A group of Wall Street Journal editors and reporters signed a letter to the newspaper’s management criticizing its lack of staff diversity, especially at higher levels. 

“Diversity in the newsroom is good for business and good for our coverage,” reads the letter, which Business Insider first reported on Tuesday. “We would like to see the Journal undertake a more comprehensive, intentional and transparent approach to improving it.”

“There are currently four women and eight men listed as deputy managing editors, and both editorial page editors are men. Nearly all the people at high levels at the paper deciding what we cover and how are white men.”

{mosads}The letter was addressed to the Journal’s editor-in-chief, Gerard Baker, and Matt Murray, his deputy.

It was signed by 160 staffers, a source told Business Insider, but that total could not be independently verified.

Business Insider added its source did not know when Baker and Murray received the message but expected it was earlier Tuesday.

The letter also referenced a report published by an employee union last year that discovered a pay gap between the Journal’s male and female employees.

“We feel that the underlying issues regarding pay equity have not been addressed,” the message says of the Independent Association of Publishers’ Employees (IAPE) analysis.

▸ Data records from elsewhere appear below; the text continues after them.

//! Core types for the reconciler.

use serde::{Deserialize, Serialize};
use tunewatch_core::{Account, JobHandle};

/// Key under which a job's results are reported.
///
/// Never mutated after the job is admitted.
#[derive(Debug, Clone, PartialEq, Eq, Hash, Serialize, Deserialize)]
pub struct JobIndex {
    /// Owning account.
    pub user: Account,
    /// Finetune id assigned by the caller.
    pub finetune_id: String,
    /// Model name.
    pub model: String,
}

impl JobIndex {
    /// Create a new job index.
    pub fn new(user: Account, finetune_id: impl Into<String>, model: impl Into<String>) -> Self {
        Self {
            user,
            finetune_id: finetune_id.into(),
            model: model.into(),
        }
    }
}

/// Last known externally observed state of a job.
#[derive(Debug, Clone, Default, PartialEq, Eq, Serialize, Deserialize)]
pub struct JobSnapshot {
    /// Status string, a `TrainingStatus` name or `TIMEOUT_STATUS`.
    pub status: String,
    /// Run time in seconds.
    pub duration: u64,
    /// Object path of the job log, empty until resolved.
    pub log_path: String,
    /// Object path of the packaged output, empty unless the job succeeded.
    pub output_zip_path: String,
}

/// Which probes have finished for a job.
///
/// Each flag can only move from `false` to `true`; there is no way to reset
/// one, so repeated checks never undo progress.
#[derive(Debug, Clone, Copy, Default, PartialEq, Eq)]
pub struct ProbeFlags {
    status_resolved: bool,
    succeeded: bool,
    log_resolved: bool,
    output_resolved: bool,
}

impl ProbeFlags {
    /// Fresh flags with nothing resolved.
    pub const fn new() -> Self {
        Self {
            status_resolved: false,
            succeeded: false,
            log_resolved: false,
            output_resolved: false,
        }
    }

    /// Record the terminal status. `succeeded` is fixed by the first call.
    pub fn resolve_status(&mut self, succeeded: bool) {
        if !self.status_resolved {
            self.status_resolved = true;
            self.succeeded = succeeded;
        }
    }

    pub fn resolve_log(&mut self) {
        self.log_resolved = true;
    }

    pub fn resolve_output(&mut self) {
        self.output_resolved = true;
    }

    pub const fn status_resolved(&self) -> bool {
        self.status_resolved
    }

    pub const fn succeeded(&self) -> bool {
        self.succeeded
    }

    pub const fn log_resolved(&self) -> bool {
        self.log_resolved
    }

    pub const fn output_resolved(&self) -> bool {
        self.output_resolved
    }

    /// Done once status and log are resolved, and the output too for
    /// successful jobs.
    pub const fn is_done(&self) -> bool {
        self.status_resolved && self.log_resolved && (!self.succeeded || self.output_resolved)
    }
}

/// One tracked job, travelling through the watch queue.
#[derive(Debug, Clone, PartialEq, Eq)]
pub struct WatchedJob {
    /// Report key.
    pub index: JobIndex,
    /// Provider-side identity.
    pub handle: JobHandle,
    /// Last known state.
    pub snapshot: JobSnapshot,
    /// Probe progress.
    pub flags: ProbeFlags,
}

impl WatchedJob {
    /// Start tracking a freshly created job.
    pub fn new(index: JobIndex, handle: JobHandle) -> Self {
        Self {
            index,
            handle,
            snapshot: JobSnapshot::default(),
            flags: ProbeFlags::new(),
        }
    }

    /// Provider job id.
    pub fn job_id(&self) -> &str {
        &self.handle.job_id
    }

    pub const fn is_done(&self) -> bool {
        self.flags.is_done()
    }
}

/// What the watch loop did with a job after checking it.
#[derive(Debug, Clone, Copy, PartialEq, Eq)]
pub enum Disposition {
    /// Final snapshot reported and capacity released.
    Retired,
    /// Put back at the tail of the queue for the next lap.
    Requeued,
}

/// Counters collected over the lifetime of a watch loop.
#[derive(Debug, Clone, Copy, Default, PartialEq, Eq, Serialize)]
pub struct LoopStats {
    /// Completed laps.
    pub laps: u64,
    /// Reconciliation steps run.
    pub checks: u64,
    /// Snapshots accepted by the sink.
    pub reports_sent: u64,
    /// Snapshots the sink rejected.
    pub reports_failed: u64,
    /// Jobs retired after a confirmed final report.
    pub retired: u64,
}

“There are troubling signs in other parts of the paper as well,” it adds. “For example, over the past six months, the high-profile Saturday Review cover piece was written by a woman just once.”

“And following the most recent round of layoffs and buyouts, just 18% of our union-represented writers, editors, visual journalists, and reporters are people of color.”

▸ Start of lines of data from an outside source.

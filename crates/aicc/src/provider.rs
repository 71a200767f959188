//! The job service as seen by the watch engine and by the web layer.

use async_trait::async_trait;
use tracing::debug;
use tunewatch_core::{FinetuneSpec, JobDetail, JobHandle, JobManager, TrainingStatus};
use tunewatch_reconciler::JobStatusProvider;

use crate::client::AiccClient;
use crate::config::{FinetuneConfig, ModelConfig};
use crate::error::{Error, Result};
use crate::storage::ObsHelper;
use crate::types::{
    AlgorithmOption, EngineOption, InputOutputOption, JobCreateOption, LogExportPathOption,
    MetadataOption, ParameterOption, ResourceOption, SpecOption,
};

const OBS_DELIMITER: &str = "/";
const MODEL_PATH_KEY: &str = "model_path";
const DATA_PATH_KEY: &str = "finetune_data_path";

/// Job service backed by the AICC REST API and object storage.
#[derive(Debug, Clone)]
pub struct AiccProvider {
    client: AiccClient,
    storage: ObsHelper,
    finetune: FinetuneConfig,
}

impl AiccProvider {
    pub const fn new(client: AiccClient, storage: ObsHelper, finetune: FinetuneConfig) -> Self {
        Self {
            client,
            storage,
            finetune,
        }
    }

    fn model_config(&self, spec: &FinetuneSpec) -> Result<&ModelConfig> {
        let model = spec.model_or_default();
        self.finetune
            .model(model.as_str())
            .ok_or_else(|| Error::UnsupportedModel {
                model: model.as_str().to_string(),
            })
    }
}

/// Object-storage folders a job reads from and writes to.
#[derive(Debug, Clone, PartialEq, Eq)]
pub struct JobLayout {
    pub log_dir: String,
    pub output_dir: String,
    pub input_dir: String,
}

impl JobLayout {
    /// Folders are `{base}{task}/{user}/` under each configured base.
    pub fn new(config: &ModelConfig, spec: &FinetuneSpec) -> Self {
        let suffix = format!(
            "{task}{OBS_DELIMITER}{user}{OBS_DELIMITER}",
            task = spec.task,
            user = spec.user
        );
        Self {
            log_dir: format!("{}{suffix}", config.log_dir),
            output_dir: format!("{}{suffix}", config.output_dir),
            input_dir: format!("{}{suffix}", config.input_dir),
        }
    }
}

/// Build the job creation request for `spec`.
pub fn create_option(
    config: &ModelConfig,
    spec: &FinetuneSpec,
    layout: &JobLayout,
    timestamp: i64,
) -> JobCreateOption {
    let parameters = spec
        .hyperparameters
        .iter()
        .map(|kv| ParameterOption {
            name: kv.key.as_str().to_string(),
            value: kv.value_or_empty().to_string(),
        })
        .collect();

    let environments = spec
        .env
        .iter()
        .map(|kv| (kv.key.as_str().to_string(), kv.value_or_empty().to_string()))
        .collect();

    JobCreateOption {
        kind: "job".to_string(),
        metadata: MetadataOption {
            name: format!(
                "{}{}-{timestamp}-{}",
                spec.name.as_str(),
                spec.user,
                spec.task
            ),
            desc: spec.desc.as_str().to_string(),
        },
        algorithm: AlgorithmOption {
            working_dir: config.working_dir.clone(),
            code_dir: config.code_dir.clone(),
            command: spec.command().to_string(),
            engine: EngineOption {
                image_url: config.image_url.clone(),
            },
            parameters,
            environments,
            inputs: vec![
                InputOutputOption::obs(MODEL_PATH_KEY, config.model_dir.clone()),
                InputOutputOption::obs(DATA_PATH_KEY, layout.input_dir.clone()),
            ],
            outputs: vec![InputOutputOption::obs(
                config.output_key.clone(),
                layout.output_dir.clone(),
            )],
        },
        spec: SpecOption {
            resource: ResourceOption {
                flavor_id: config.flavor_id.clone(),
                pool_id: config.pool_id.clone(),
                pool_name: config.pool_name.clone(),
                node_count: 1,
            },
            log_export_path: LogExportPathOption {
                obs_url: layout.log_dir.clone(),
            },
        },
    }
}

#[async_trait]
impl JobManager for AiccProvider {
    async fn create(&self, spec: &FinetuneSpec) -> tunewatch_core::Result<JobHandle> {
        let config = self.model_config(spec)?;
        let layout = JobLayout::new(config, spec);
        let option = create_option(config, spec, &layout, chrono::Utc::now().timestamp());

        debug!(
            finetune_id = %spec.id,
            user = %spec.user,
            task = %spec.task,
            "Creating job"
        );
        let job_id = self.client.create_job(&option).await?;

        Ok(JobHandle::new(job_id, layout.log_dir, layout.output_dir))
    }

    async fn delete(&self, job_id: &str) -> tunewatch_core::Result<()> {
        Ok(self.client.delete_job(job_id).await?)
    }

    async fn terminate(&self, job_id: &str) -> tunewatch_core::Result<()> {
        Ok(self.client.terminate_job(job_id).await?)
    }

    async fn log_download_url(&self, job_id: &str) -> tunewatch_core::Result<String> {
        Ok(self.client.log_url(job_id).await?)
    }

    async fn file_download_url(&self, path: &str) -> tunewatch_core::Result<String> {
        Ok(self.storage.sign(path).await?)
    }
}

#[async_trait]
impl JobStatusProvider for AiccProvider {
    async fn get_detail(&self, job_id: &str) -> tunewatch_reconciler::Result<JobDetail> {
        let job = self
            .client
            .get_job(job_id)
            .await
            .map_err(|e| e.into_probe("status"))?;

        Ok(JobDetail::new(
            TrainingStatus::from_phase(&job.status.phase),
            job.status.duration / 1000,
        ))
    }

    async fn terminate(&self, job_id: &str) -> tunewatch_reconciler::Result<()> {
        self.client
            .terminate_job(job_id)
            .await
            .map_err(|e| e.into_probe("terminate"))
    }

    async fn locate_log(&self, log_dir: &str) -> tunewatch_reconciler::Result<String> {
        self.storage
            .locate_log(log_dir)
            .await
            .map_err(|e| e.into_probe("log"))
    }

    async fn package_output(&self, output_dir: &str) -> tunewatch_reconciler::Result<String> {
        self.storage
            .package_output(output_dir)
            .await
            .map_err(|e| e.into_probe("output"))
    }
}

#[cfg(test)]
mod tests {
    use std::path::PathBuf;
    use std::time::Duration;

    use tunewatch_core::{Account, FinetuneDesc, FinetuneName, KeyValue, ModelName};
    use url::Url;
    use wiremock::matchers::{method, path};
    use wiremock::{Mock, MockServer, ResponseTemplate};

    use super::*;
    use crate::config::{AiccConfig, ObsConfig, UploadConfig};

    type TestResult = std::result::Result<(), Box<dyn std::error::Error>>;

    fn model_config() -> ModelConfig {
        ModelConfig {
            pool_id: "pool-1".to_string(),
            pool_name: "pool".to_string(),
            flavor_id: "gpu.large".to_string(),
            output_key: "output_path".to_string(),
            output_dir: "finetune/output/".to_string(),
            working_dir: "/home/work".to_string(),
            code_dir: "/code/".to_string(),
            input_dir: "finetune/input/".to_string(),
            log_dir: "finetune/logs/".to_string(),
            model_dir: "models/wukong/".to_string(),
            image_url: "swr.example.com/wukong:1.0".to_string(),
        }
    }

    fn spec(model: &str) -> tunewatch_core::Result<FinetuneSpec> {
        Ok(FinetuneSpec {
            id: "ft-1".to_string(),
            user: Account::new("alice")?,
            model: ModelName::parse(model),
            task: "finetune".to_string(),
            name: FinetuneName::new("lora")?,
            desc: FinetuneDesc::new("first try")?,
            hyperparameters: vec![KeyValue::new("epochs", "3")?, KeyValue::new("lr", "")?],
            env: vec![KeyValue::new("SEED", "7")?],
        })
    }

    async fn provider(
        server: &MockServer,
    ) -> std::result::Result<AiccProvider, Box<dyn std::error::Error>> {
        let client = AiccClient::with_config(AiccConfig {
            domain: "d".to_string(),
            user: "u".to_string(),
            password: "p".to_string(),
            project: "proj".to_string(),
            project_id: "pid".to_string(),
            auth_endpoint: Url::parse(&format!("{}/v3/auth/tokens", server.uri()))?,
            endpoint: Url::parse(&server.uri())?,
            timeout: Duration::from_secs(5),
        })?;

        Mock::given(method("POST"))
            .and(path("/v3/auth/tokens"))
            .respond_with(ResponseTemplate::new(201).insert_header("x-subject-token", "tok"))
            .mount(server)
            .await;

        let storage = ObsHelper::new(
            ObsConfig {
                access_key: "ak".to_string(),
                secret_key: "sk".to_string(),
                endpoint: "obs.example.com".to_string(),
                bucket: "bucket".to_string(),
            },
            UploadConfig {
                upload_work_dir: PathBuf::from("/tmp/tunewatch-test"),
                upload_folder_shell: PathBuf::from("/bin/false"),
                download_expiry: 3600,
                obsutil_path: "obsutil".to_string(),
            },
        );

        let mut finetune = FinetuneConfig::default();
        finetune.models.insert("wukong".to_string(), model_config());
        Ok(AiccProvider::new(client, storage, finetune))
    }

    #[test]
    fn test_layout_per_task_and_user() -> TestResult {
        let layout = JobLayout::new(&model_config(), &spec("wukong")?);
        assert_eq!(layout.log_dir, "finetune/logs/finetune/alice/");
        assert_eq!(layout.output_dir, "finetune/output/finetune/alice/");
        assert_eq!(layout.input_dir, "finetune/input/finetune/alice/");
        Ok(())
    }

    #[test]
    fn test_create_option() -> TestResult {
        let config = model_config();
        let spec = spec("wukong")?;
        let layout = JobLayout::new(&config, &spec);
        let option = create_option(&config, &spec, &layout, 1_700_000_000);

        assert_eq!(option.metadata.name, "loraalice-1700000000-finetune");
        assert_eq!(option.metadata.desc, "first try");
        assert_eq!(option.algorithm.command, "python train-lora.py");
        assert_eq!(
            option.algorithm.parameters,
            vec![
                ParameterOption {
                    name: "epochs".to_string(),
                    value: "3".to_string()
                },
                ParameterOption {
                    name: "lr".to_string(),
                    value: String::new()
                },
            ]
        );
        assert_eq!(
            option.algorithm.environments.get("SEED").map(String::as_str),
            Some("7")
        );
        assert_eq!(
            option.algorithm.inputs,
            vec![
                InputOutputOption::obs("model_path", "models/wukong/"),
                InputOutputOption::obs("finetune_data_path", "finetune/input/finetune/alice/"),
            ]
        );
        assert_eq!(
            option.algorithm.outputs,
            vec![InputOutputOption::obs(
                "output_path",
                "finetune/output/finetune/alice/"
            )]
        );
        assert_eq!(option.spec.log_export_path.obs_url, layout.log_dir);
        assert_eq!(option.spec.resource.node_count, 1);
        Ok(())
    }

    #[tokio::test]
    async fn test_create_returns_handle_with_layout() -> TestResult {
        let server = MockServer::start().await;
        Mock::given(method("POST"))
            .and(path("/v2/pid/training-jobs"))
            .respond_with(
                ResponseTemplate::new(201)
                    .set_body_json(serde_json::json!({"metadata": {"id": "job-7"}})),
            )
            .mount(&server)
            .await;

        let handle = provider(&server).await?.create(&spec("")?).await?;
        assert_eq!(
            handle,
            JobHandle::new(
                "job-7",
                "finetune/logs/finetune/alice/",
                "finetune/output/finetune/alice/"
            )
        );
        Ok(())
    }

    #[tokio::test]
    async fn test_create_rejects_unknown_model() -> TestResult {
        let server = MockServer::start().await;
        let result = provider(&server).await?.create(&spec("pangu")?).await;
        assert!(matches!(
            result,
            Err(tunewatch_core::Error::UnsupportedModel { .. })
        ));
        Ok(())
    }

    #[tokio::test]
    async fn test_get_detail_maps_phase_and_duration() -> TestResult {
        let server = MockServer::start().await;
        Mock::given(method("GET"))
            .and(path("/v2/pid/training-jobs/job-7"))
            .respond_with(ResponseTemplate::new(200).set_body_json(serde_json::json!({
                "metadata": {"id": "job-7"},
                "status": {"phase": "COMPLETED", "duration": 120_999}
            })))
            .mount(&server)
            .await;

        let detail = provider(&server).await?.get_detail("job-7").await?;
        assert_eq!(detail, JobDetail::new(TrainingStatus::Completed, 120));
        Ok(())
    }

    #[tokio::test]
    async fn test_get_detail_failure_is_probe_error() -> TestResult {
        let server = MockServer::start().await;
        Mock::given(method("GET"))
            .and(path("/v2/pid/training-jobs/job-7"))
            .respond_with(ResponseTemplate::new(503))
            .mount(&server)
            .await;

        let result = provider(&server).await?.get_detail("job-7").await;
        assert!(matches!(
            result,
            Err(tunewatch_reconciler::Error::ProbeFailed { .. })
        ));
        Ok(())
    }

    #[tokio::test]
    async fn test_empty_output_dir_packages_nothing() -> TestResult {
        let server = MockServer::start().await;
        let archive = provider(&server).await?.package_output("").await?;
        assert!(archive.is_empty());
        Ok(())
    }
}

IAPE’s 2016 report on gender pay discrepancies at the Journal discovered that women there earned 86.8 percent of what their male counterparts made.

Dow Jones, the Journal’s parent company, pledged last year it would work with the Journal on closing pay gaps between its employees.

“Any pay disparity relating to an employee’s race or gender is troubling and inconsistent with the standards I strive to maintain at Dow Jones,” Dow Jones CEO William Lewis wrote in a March 24, 2016 email to employees. “We must, as a matter of urgency, address these issues head on.”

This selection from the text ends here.